# Cane toad(marinus) or asian giant toad(bufo asper)



## Barney_M (Apr 2, 2008)

which one would you choose? i am getting on of these within next 2 weeks ust cant decide which!


----------



## kermit (Jul 2, 2007)

cane toad they lovely wish i was allowed.


----------



## jack_rep (Sep 11, 2008)

Kane toad. Just to piss off the aussies


----------



## Joe1507 (Aug 11, 2008)

Well barney their both amazing in my opinion...

Pros of Cane toads-

1) You can get high if you lick them...well according to TV anyways lmao
2) amazing appetites and great characteristic so I hear
3) more of a hardy pet I think

Giant asian toads look COOL, sound cooler but I personally think youll get a more pleasurable keeping experiance out of canes, I think Giant asian are more expensive also......

Having never kept either of them I wouldnt really know but I hope I helped


----------



## TheToad888 (Dec 18, 2008)

jack_rep said:


> Kane toad. Just to piss off the aussies


 Thats not nice...

I'd pick cane toads. They are really great.


----------



## CANE TOAD (May 9, 2013)

*Cane toad*

I had the same decision to make, i got the Cane toad and don't regret it it is slightly poisonous but it is a great pet;As for feeding they will eat a huge range of things from cat food to mice.

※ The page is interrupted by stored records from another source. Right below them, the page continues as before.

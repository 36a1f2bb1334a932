//! Immutable configuration handed to every component constructor.

use std::path::PathBuf;
use std::time::Duration;

use sealstore_fhe::FheParams;
use sealstore_store::{DEFAULT_CACHE_CAPACITY, DEFAULT_QUERY_TIMEOUT};

/// Configuration for a [`crate::SecureDb`] instance.
///
/// No process-wide mutable state: everything a component needs is fixed
/// here at construction.
#[derive(Debug, Clone)]
pub struct SecureDbConfig {
    /// SQLite database path.
    pub db_path: PathBuf,
    /// Directory owned by the key vault.
    pub keys_dir: PathBuf,
    /// Capacity of each LRU cache.
    pub cache_capacity: usize,
    /// Bound on a single SQL round-trip.
    pub query_timeout: Duration,
    /// BFV parameters, including the range-query bit width.
    pub fhe: FheParams,
}

impl SecureDbConfig {
    /// Configuration with default crypto parameters and cache sizing.
    pub fn new(db_path: impl Into<PathBuf>, keys_dir: impl Into<PathBuf>) -> Self {
        Self {
            db_path: db_path.into(),
            keys_dir: keys_dir.into(),
            cache_capacity: DEFAULT_CACHE_CAPACITY,
            query_timeout: DEFAULT_QUERY_TIMEOUT,
            fhe: FheParams::default(),
        }
    }
}

#[cfg(test)]
mod tests {
    use super::*;

    #[test]
    fn defaults_match_documented_values() {
        let config = SecureDbConfig::new("db.sqlite", "keys");
        assert_eq!(config.cache_capacity, 1000);
        assert_eq!(config.query_timeout, Duration::from_secs(30));
        assert_eq!(config.fhe.range_bits, 32);
        assert_eq!(config.fhe.degree, 8192);
    }
}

So yeah if I were you id get a Cane Toad, hope this helped :2thumb:


----------



## Oli P C (Sep 17, 2009)

BUFO MARINUS ALL THE WAY:2thumb:


----------



## bobo10 (Sep 10, 2010)

Oli P C said:


> BUFO MARINUS ALL THE WAY:2thumb:


AGREED!!!!!:lol2:


----------



## Ron Magpie (Oct 11, 2009)

Actually, I'd personally go for the Asian- because it's a species I haven't kept before :2thumb:
I have a cane toad, and have kept many before, and I also have three Asian spiny toads- but it's always nice to get to know a new species!

Oh, BTW, licking a cane toad *won't* get you high, although it's might make you very ill indeed...: victory:


----------



## toadstill (Jan 14, 2013)

*cane toad all way*

Love the toad espically the cane toad great to watch eating . A qiuck question about feeding mine will not take dog mice dead crickets eats a few meal worms a few and calci worms also worms tend to get way from toad . But today out blue putting her food in loctus I had in my hand well fingers she took gob smacked I decided to try again hey presto she eats from my hand I feel privileged to of been trust as its w.c and I have only had her a few months lol any help on feeding pls yeap choice again cane toad but sadly I lost one it died good luck


----------



## Ron Magpie (Oct 11, 2009)

toadstill said:


> Love the toad espically the cane toad great to watch eating . A qiuck question about feeding mine will not take dog mice dead crickets eats a few meal worms a few and calci worms also worms tend to get way from toad . But today out blue putting her food in loctus I had in my hand well fingers she took gob smacked I decided to try again hey presto she eats from my hand I feel privileged to of been trust as its w.c and I have only had her a few months lol any help on feeding pls yeap choice again cane toad but sadly I lost one it died good luck


Although canes are infamous for eating dog and cat food, generally they will only strike at food that moves- either actually living or moved around like it's alive. Dead crickets, mice etc are usually ignored. In any case (as I've posted oodles of times!) mice are not good food for 'phibs on the whole; they are very high in lipid fats, which 'phibs don't metabolise well. This can have serious effects on health

EDIT: I find the easiest way to feed mealworms, calci worms or waxworms is in a middling-sized plastic plant pot saucer; the toads quickly learn that's where the food is, and the grubs can't escape. Earthworms can and do get out of those easily, though, so the only sure way to feed them is from forceps- which can mean serious wrist ache, waiting for the toads to get the idea- but earthworms are excellent food.


----------



## toadstill (Jan 14, 2013)

*cheers*

Thanks again for your help im nso ot happy giving my toad or frog mice but the toad will only really eat locusts at the moment she will eat all the locusts but will leave quite a few crickets also not happy with giving it dog food either so I will try worms again the only reason I tried a mouse was frustration at my toad not eating well except for locusts thanks again


----------